INFORMATION SUPPLIED:
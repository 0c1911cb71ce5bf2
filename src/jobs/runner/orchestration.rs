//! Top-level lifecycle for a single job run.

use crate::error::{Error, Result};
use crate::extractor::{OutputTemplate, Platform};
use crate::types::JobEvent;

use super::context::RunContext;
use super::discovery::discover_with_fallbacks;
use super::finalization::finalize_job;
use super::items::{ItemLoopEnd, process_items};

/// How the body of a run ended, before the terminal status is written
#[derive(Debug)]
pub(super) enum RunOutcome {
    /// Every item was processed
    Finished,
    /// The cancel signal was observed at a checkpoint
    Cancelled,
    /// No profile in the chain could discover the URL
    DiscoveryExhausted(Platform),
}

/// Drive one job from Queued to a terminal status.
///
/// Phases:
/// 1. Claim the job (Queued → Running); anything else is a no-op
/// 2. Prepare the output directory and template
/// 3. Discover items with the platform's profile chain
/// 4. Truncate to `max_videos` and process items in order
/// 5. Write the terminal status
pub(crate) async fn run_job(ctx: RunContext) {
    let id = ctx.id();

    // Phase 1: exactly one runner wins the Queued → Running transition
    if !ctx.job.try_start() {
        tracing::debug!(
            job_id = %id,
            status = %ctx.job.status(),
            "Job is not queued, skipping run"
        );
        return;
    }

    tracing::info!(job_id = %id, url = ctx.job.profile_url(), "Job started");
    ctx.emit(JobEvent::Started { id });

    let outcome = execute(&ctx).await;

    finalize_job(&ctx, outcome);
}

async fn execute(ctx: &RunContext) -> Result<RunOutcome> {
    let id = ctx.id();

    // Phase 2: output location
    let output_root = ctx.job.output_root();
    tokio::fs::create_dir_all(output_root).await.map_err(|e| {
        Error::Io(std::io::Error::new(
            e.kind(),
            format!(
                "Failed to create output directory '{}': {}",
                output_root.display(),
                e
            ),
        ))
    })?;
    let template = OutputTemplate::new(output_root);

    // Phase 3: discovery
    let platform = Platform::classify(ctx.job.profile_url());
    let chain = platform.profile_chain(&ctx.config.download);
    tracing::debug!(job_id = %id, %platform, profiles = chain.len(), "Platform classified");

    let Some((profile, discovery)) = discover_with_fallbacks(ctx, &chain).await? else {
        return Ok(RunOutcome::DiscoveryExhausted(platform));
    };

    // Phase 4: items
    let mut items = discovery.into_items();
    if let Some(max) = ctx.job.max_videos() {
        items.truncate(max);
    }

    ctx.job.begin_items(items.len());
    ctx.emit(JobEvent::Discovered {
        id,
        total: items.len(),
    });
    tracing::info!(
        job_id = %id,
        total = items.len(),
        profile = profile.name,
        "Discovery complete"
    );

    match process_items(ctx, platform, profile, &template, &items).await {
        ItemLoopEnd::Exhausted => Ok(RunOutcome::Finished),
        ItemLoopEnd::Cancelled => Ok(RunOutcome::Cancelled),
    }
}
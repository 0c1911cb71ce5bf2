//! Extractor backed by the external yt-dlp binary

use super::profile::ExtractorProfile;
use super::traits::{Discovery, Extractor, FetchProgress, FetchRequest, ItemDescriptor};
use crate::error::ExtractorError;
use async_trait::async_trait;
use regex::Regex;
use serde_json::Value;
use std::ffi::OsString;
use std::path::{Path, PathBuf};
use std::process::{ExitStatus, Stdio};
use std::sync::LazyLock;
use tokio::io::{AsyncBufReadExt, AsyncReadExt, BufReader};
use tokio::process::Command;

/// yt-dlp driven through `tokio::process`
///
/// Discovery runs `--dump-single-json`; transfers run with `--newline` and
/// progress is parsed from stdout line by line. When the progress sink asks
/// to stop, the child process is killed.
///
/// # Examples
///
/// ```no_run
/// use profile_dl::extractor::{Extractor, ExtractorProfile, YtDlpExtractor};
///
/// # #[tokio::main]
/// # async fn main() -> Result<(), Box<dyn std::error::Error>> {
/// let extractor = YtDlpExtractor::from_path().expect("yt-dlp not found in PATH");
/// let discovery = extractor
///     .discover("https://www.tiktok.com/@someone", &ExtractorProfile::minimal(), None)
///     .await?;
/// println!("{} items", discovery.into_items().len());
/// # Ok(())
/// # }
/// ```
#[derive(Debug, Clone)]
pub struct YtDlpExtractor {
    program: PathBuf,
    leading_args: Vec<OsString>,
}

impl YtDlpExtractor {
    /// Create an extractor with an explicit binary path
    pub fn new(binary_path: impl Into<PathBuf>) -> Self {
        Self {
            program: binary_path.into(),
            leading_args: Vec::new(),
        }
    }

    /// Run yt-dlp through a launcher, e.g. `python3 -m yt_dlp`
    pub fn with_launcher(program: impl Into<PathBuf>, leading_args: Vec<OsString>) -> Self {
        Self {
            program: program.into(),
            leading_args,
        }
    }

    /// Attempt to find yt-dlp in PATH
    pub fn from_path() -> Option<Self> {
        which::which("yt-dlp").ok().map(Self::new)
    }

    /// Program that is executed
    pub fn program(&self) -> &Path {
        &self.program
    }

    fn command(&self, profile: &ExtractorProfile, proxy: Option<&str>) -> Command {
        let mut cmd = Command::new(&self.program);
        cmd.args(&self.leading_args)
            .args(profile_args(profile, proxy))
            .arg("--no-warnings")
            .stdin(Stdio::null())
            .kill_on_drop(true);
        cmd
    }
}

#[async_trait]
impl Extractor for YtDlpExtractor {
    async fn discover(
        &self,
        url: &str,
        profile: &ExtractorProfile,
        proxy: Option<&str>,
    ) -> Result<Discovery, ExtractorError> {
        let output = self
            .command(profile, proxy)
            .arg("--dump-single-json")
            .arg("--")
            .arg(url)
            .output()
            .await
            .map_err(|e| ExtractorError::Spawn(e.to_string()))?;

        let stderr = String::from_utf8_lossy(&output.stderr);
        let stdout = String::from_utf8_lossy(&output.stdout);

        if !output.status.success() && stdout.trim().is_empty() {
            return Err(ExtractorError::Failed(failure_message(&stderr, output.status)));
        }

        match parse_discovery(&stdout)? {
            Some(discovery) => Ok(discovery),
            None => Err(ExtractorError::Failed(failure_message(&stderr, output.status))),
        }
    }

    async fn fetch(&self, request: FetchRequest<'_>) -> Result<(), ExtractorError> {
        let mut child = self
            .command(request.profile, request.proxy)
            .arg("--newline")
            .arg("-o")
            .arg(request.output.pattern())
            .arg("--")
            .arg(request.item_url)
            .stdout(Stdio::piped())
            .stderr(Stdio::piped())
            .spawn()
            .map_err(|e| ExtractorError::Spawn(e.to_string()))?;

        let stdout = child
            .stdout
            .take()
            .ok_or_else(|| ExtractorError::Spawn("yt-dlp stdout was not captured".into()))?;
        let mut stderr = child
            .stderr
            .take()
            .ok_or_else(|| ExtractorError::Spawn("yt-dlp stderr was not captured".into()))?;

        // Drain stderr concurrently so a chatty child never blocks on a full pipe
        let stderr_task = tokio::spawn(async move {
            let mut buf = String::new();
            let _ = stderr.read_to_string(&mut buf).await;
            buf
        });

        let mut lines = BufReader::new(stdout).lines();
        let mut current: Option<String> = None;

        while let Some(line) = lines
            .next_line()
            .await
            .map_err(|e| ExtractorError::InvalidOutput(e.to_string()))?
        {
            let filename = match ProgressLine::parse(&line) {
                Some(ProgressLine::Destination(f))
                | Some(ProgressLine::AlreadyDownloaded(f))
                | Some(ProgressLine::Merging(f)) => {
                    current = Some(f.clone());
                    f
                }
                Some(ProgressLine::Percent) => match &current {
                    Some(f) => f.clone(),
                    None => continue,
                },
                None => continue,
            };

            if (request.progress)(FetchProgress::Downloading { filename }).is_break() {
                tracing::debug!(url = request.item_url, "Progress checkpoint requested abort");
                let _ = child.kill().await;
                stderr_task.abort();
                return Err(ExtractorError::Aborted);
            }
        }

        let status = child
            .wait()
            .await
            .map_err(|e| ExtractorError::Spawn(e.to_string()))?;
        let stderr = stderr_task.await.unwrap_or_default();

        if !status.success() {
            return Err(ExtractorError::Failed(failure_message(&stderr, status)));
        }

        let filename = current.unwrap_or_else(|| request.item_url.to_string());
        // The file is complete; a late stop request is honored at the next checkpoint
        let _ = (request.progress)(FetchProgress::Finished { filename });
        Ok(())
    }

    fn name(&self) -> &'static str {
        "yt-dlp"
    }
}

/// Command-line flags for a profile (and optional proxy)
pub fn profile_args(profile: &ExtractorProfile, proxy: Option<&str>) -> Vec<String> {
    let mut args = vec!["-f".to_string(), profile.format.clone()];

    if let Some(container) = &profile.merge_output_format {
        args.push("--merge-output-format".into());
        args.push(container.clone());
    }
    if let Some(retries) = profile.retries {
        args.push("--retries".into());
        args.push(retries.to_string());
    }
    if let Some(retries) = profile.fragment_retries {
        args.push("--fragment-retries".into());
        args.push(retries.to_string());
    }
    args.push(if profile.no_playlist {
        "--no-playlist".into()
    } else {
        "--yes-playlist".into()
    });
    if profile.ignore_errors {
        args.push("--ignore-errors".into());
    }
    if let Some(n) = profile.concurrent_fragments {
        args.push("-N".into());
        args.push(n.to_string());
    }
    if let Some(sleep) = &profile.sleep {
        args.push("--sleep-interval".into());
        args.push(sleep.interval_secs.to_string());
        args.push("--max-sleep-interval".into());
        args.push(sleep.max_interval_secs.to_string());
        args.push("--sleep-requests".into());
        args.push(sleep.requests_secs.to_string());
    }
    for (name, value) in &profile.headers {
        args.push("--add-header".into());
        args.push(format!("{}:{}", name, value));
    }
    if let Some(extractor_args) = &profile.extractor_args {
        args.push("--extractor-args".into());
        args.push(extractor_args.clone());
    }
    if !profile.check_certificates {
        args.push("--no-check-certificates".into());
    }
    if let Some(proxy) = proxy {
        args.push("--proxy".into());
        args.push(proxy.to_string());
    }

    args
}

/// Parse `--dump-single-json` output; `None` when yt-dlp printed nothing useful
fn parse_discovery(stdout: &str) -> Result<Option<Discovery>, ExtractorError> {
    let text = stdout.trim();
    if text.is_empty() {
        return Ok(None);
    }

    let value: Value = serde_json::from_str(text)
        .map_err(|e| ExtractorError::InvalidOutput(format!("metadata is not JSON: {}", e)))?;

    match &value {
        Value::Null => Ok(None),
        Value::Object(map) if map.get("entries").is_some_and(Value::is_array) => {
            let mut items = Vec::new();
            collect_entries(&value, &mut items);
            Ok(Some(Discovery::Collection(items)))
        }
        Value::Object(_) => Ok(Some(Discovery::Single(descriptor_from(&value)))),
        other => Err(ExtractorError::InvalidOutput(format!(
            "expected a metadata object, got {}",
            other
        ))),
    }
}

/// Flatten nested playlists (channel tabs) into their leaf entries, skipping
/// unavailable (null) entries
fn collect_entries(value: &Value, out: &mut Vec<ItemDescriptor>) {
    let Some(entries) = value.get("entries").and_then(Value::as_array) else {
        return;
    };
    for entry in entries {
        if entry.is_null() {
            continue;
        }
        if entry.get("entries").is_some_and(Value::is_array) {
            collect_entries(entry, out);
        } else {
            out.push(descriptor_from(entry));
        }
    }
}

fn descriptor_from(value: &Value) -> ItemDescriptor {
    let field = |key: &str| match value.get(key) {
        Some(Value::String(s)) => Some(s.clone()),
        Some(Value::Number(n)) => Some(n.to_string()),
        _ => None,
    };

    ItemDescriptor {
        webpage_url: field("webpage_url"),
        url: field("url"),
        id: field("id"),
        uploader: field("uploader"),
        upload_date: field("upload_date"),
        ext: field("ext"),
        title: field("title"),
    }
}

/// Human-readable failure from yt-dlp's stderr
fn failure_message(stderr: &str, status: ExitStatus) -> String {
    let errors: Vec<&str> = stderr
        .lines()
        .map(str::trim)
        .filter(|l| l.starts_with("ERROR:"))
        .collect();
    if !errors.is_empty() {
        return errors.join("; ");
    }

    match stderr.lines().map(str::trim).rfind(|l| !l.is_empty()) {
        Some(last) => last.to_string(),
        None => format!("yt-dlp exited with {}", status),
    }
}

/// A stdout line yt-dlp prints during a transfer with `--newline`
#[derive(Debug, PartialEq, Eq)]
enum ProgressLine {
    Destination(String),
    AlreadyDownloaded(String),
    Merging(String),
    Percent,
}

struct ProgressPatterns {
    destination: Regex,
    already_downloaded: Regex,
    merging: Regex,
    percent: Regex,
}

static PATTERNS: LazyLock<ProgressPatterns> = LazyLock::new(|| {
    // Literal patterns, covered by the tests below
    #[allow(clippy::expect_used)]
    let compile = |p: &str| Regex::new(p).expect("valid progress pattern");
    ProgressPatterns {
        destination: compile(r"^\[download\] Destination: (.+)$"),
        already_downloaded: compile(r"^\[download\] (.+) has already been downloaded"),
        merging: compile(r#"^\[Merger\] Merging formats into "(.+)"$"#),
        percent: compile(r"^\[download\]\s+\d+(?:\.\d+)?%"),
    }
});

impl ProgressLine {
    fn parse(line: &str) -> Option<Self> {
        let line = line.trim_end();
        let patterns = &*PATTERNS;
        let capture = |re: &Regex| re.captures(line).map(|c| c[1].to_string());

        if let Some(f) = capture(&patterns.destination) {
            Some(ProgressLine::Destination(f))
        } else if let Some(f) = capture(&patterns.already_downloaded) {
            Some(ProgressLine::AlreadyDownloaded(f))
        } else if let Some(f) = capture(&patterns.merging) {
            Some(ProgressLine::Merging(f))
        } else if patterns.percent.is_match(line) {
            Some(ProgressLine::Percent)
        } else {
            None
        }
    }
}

TASK DETAILS: Look over the listing above and copy each line that contains "compile".

REPLY TO THE TASK:
    let compile = |p: &str| Regex::new(p).expect("valid progress pattern");
        destination: compile(r"^\[download\] Destination: (.+)$"),
        already_downloaded: compile(r"^\[download\] (.+) has already been downloaded"),
        merging: compile(r#"^\[Merger\] Merging formats into "(.+)"$"#),
        percent: compile(r"^\[download\]\s+\d+(?:\.\d+)?%"),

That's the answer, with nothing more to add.